Over the weekend, my dad asked me to sit down as he began to watch a lecture given by a famous theoretical physicist, Dr. Michio Kaku. At first, I was thinking of just how uninteresting the idea of watching a 40 minute video hosted by theoretical physicist was. Reluctantly though, I agreed.
I’m sure you guess it by now, I found the talk to be incredible. He’s not only one of the co-founders of string theory, but he doubles as a futurist and his talk centered around taking the audience ‘through the future’. He explained a lot of ideas and innovations he predicts will happen in the future. I found two things that were highly relevant to this class to be the most interesting.
The first is perhaps the most important. He said that with the cost of the average microchip decreasing exponentially, soon the simplest ones will cost less than a scrap piece of paper. This, he said, has tremendous implications for our daily lives. He brought up the use of electricity and how omnipresent it is in our lives. He points out that when you walk into a dark room, you instinctively reach for the light switch because you expect to find electricity there, even though you can’t see it.
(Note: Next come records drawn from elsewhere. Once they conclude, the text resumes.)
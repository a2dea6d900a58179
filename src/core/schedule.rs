//! Target schedule: minutes owed per weekday, working weekdays, holidays.

use crate::config::Config;
use chrono::{Datelike, NaiveDate};
use std::collections::BTreeSet;
use std::fmt;

/// Weekday index used throughout the engine: 0 = Monday ... 6 = Sunday.
pub fn weekday_index(date: NaiveDate) -> u32 {
    date.weekday().num_days_from_monday()
}

pub trait ScheduleConfig {
    /// Target work minutes for `weekday` (0 = Monday).
    fn target_minutes(&self, weekday: u32) -> f64;

    fn workdays(&self) -> BTreeSet<u32>;

    fn holidays(&self, year: i32) -> Vec<NaiveDate>;

    /// Bumped whenever the meaning of the schedule fields changes.
    fn version(&self) -> u32 {
        1
    }

    fn is_workday(&self, date: NaiveDate) -> bool {
        self.workdays().contains(&weekday_index(date))
    }
}

type HolidayProvider = Box<dyn Fn(i32) -> Vec<NaiveDate> + Send + Sync>;

/// Schedule built from the configuration file.
pub struct WorkSchedule {
    version: u32,
    targets: [f64; 7],
    workdays: BTreeSet<u32>,
    holidays: HolidayProvider,
}

impl WorkSchedule {
    pub fn new(targets: [f64; 7], workdays: impl IntoIterator<Item = u32>) -> Self {
        Self {
            version: 1,
            targets,
            workdays: workdays.into_iter().filter(|d| *d < 7).collect(),
            holidays: Box::new(|_| Vec::new()),
        }
    }

    pub fn from_config(cfg: &Config) -> Self {
        let listed = cfg.holidays.clone();
        Self::new(
            cfg.schedule.target_minutes.as_array(),
            cfg.schedule.workdays.iter().copied(),
        )
        .with_version(cfg.schedule.version)
        .with_holidays(move |year| {
            listed
                .iter()
                .copied()
                .filter(|d| d.year() == year)
                .collect()
        })
    }

    pub fn with_version(mut self, version: u32) -> Self {
        self.version = version;
        self
    }

    /// Replace the holiday lookup (e.g. a country calendar).
    pub fn with_holidays<F>(mut self, provider: F) -> Self
    where
        F: Fn(i32) -> Vec<NaiveDate> + Send + Sync + 'static,
    {
        self.holidays = Box::new(provider);
        self
    }
}

impl ScheduleConfig for WorkSchedule {
    fn target_minutes(&self, weekday: u32) -> f64 {
        if !self.workdays.contains(&weekday) {
            return 0.0;
        }
        self.targets.get(weekday as usize).copied().unwrap_or(0.0)
    }

    fn workdays(&self) -> BTreeSet<u32> {
        self.workdays.clone()
    }

    fn holidays(&self, year: i32) -> Vec<NaiveDate> {
        (self.holidays)(year)
    }

    fn version(&self) -> u32 {
        self.version
    }
}

impl fmt::Debug for WorkSchedule {
    fn fmt(&self, f: &mut fmt::Formatter<'_>) -> fmt::Result {
        f.debug_struct("WorkSchedule")
            .field("version", &self.version)
            .field("targets", &self.targets)
            .field("workdays", &self.workdays)
            .finish_non_exhaustive()
    }
}

#[cfg(test)]
mod tests {
    use super::*;

    #[test]
    fn non_workdays_have_no_target() {
        let s = WorkSchedule::new([480.0; 7], [0, 1, 2, 3, 4]);
        assert_eq!(s.target_minutes(0), 480.0);
        assert_eq!(s.target_minutes(5), 0.0);
        assert_eq!(s.target_minutes(6), 0.0);
    }

    #[test]
    fn config_holidays_are_filtered_by_year() {
        let mut cfg = Config::default();
        cfg.holidays = vec![
            NaiveDate::from_ymd_opt(2024, 12, 25).unwrap(),
            NaiveDate::from_ymd_opt(2025, 12, 25).unwrap(),
        ];
        let s = WorkSchedule::from_config(&cfg);
        assert_eq!(
            s.holidays(2025),
            vec![NaiveDate::from_ymd_opt(2025, 12, 25).unwrap()]
        );
    }
}
//! Unified application error type.
//! All modules (db, core, cli, utils) return AppError to keep the error
//! handling consistent and easy to manage.

use std::io;
use thiserror::Error;

#[derive(Error, Debug)]
pub enum AppError {
    // ---------------------------
    // IO
    // ---------------------------
    #[error("I/O error: {0}")]
    Io(#[from] io::Error),

    // ---------------------------
    // Database-related
    // ---------------------------
    #[error("Database error: {0}")]
    Db(#[from] rusqlite::Error),

    // ---------------------------
    // Serialization
    // ---------------------------
    #[error("YAML error: {0}")]
    Yaml(#[from] serde_yaml::Error),

    #[error("JSON error: {0}")]
    Json(#[from] serde_json::Error),

    // ---------------------------
    // Parsing errors
    // ---------------------------
    #[error("Invalid date format: {0}")]
    InvalidDate(String),

    #[error("Invalid time format: {0}")]
    InvalidTime(String),

    #[error("Invalid event action: {0}")]
    InvalidAction(String),

    // ---------------------------
    // Logic errors
    // ---------------------------
    #[error("Invalid report period: {year}-{month:02}")]
    InvalidPeriod { year: i32, month: u32 },

    // ---------------------------
    // Config errors
    // ---------------------------
    #[error("Configuration error: {0}")]
    Config(String),

    #[error("Failed to load configuration")]
    ConfigLoad,

    #[error("Failed to save configuration")]
    ConfigSave,
}

pub type AppResult<T> = Result<T, AppError>;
He then extends this to the internet. With the cost of technology decreasing with every new innovation, in the future, we will expect to find internet access and a linking port in every room of every place we go. He says, ‘like electricity, the internet will be everywhere, and nowhere’. This means we will not only continuously expand our use of the internet, but we will begin to expect it everywhere.
The second point I found interesting was when a student from the audience raised the question about his thoughts on a 1984 type future. Much to my surprise, Dr. Kaku concluded that that sort of dystopian future is almost impossible now. He says the distinction in the history of our world and the one Orwell fashioned can be attributed to the downfall of the Soviet Union. When the physicists of the Allied Forces created the Internet to communicate, and eventually win the war, they took they creation and gave it away for free afterwards. This led to the dependance and widespread use of the Internet today. He says that with the unimaginable proliferation of the Net, it is completely impossible to police it in the same way Orwell predicted.
Anyway, I thought those were pretty interesting points. What do you guys think?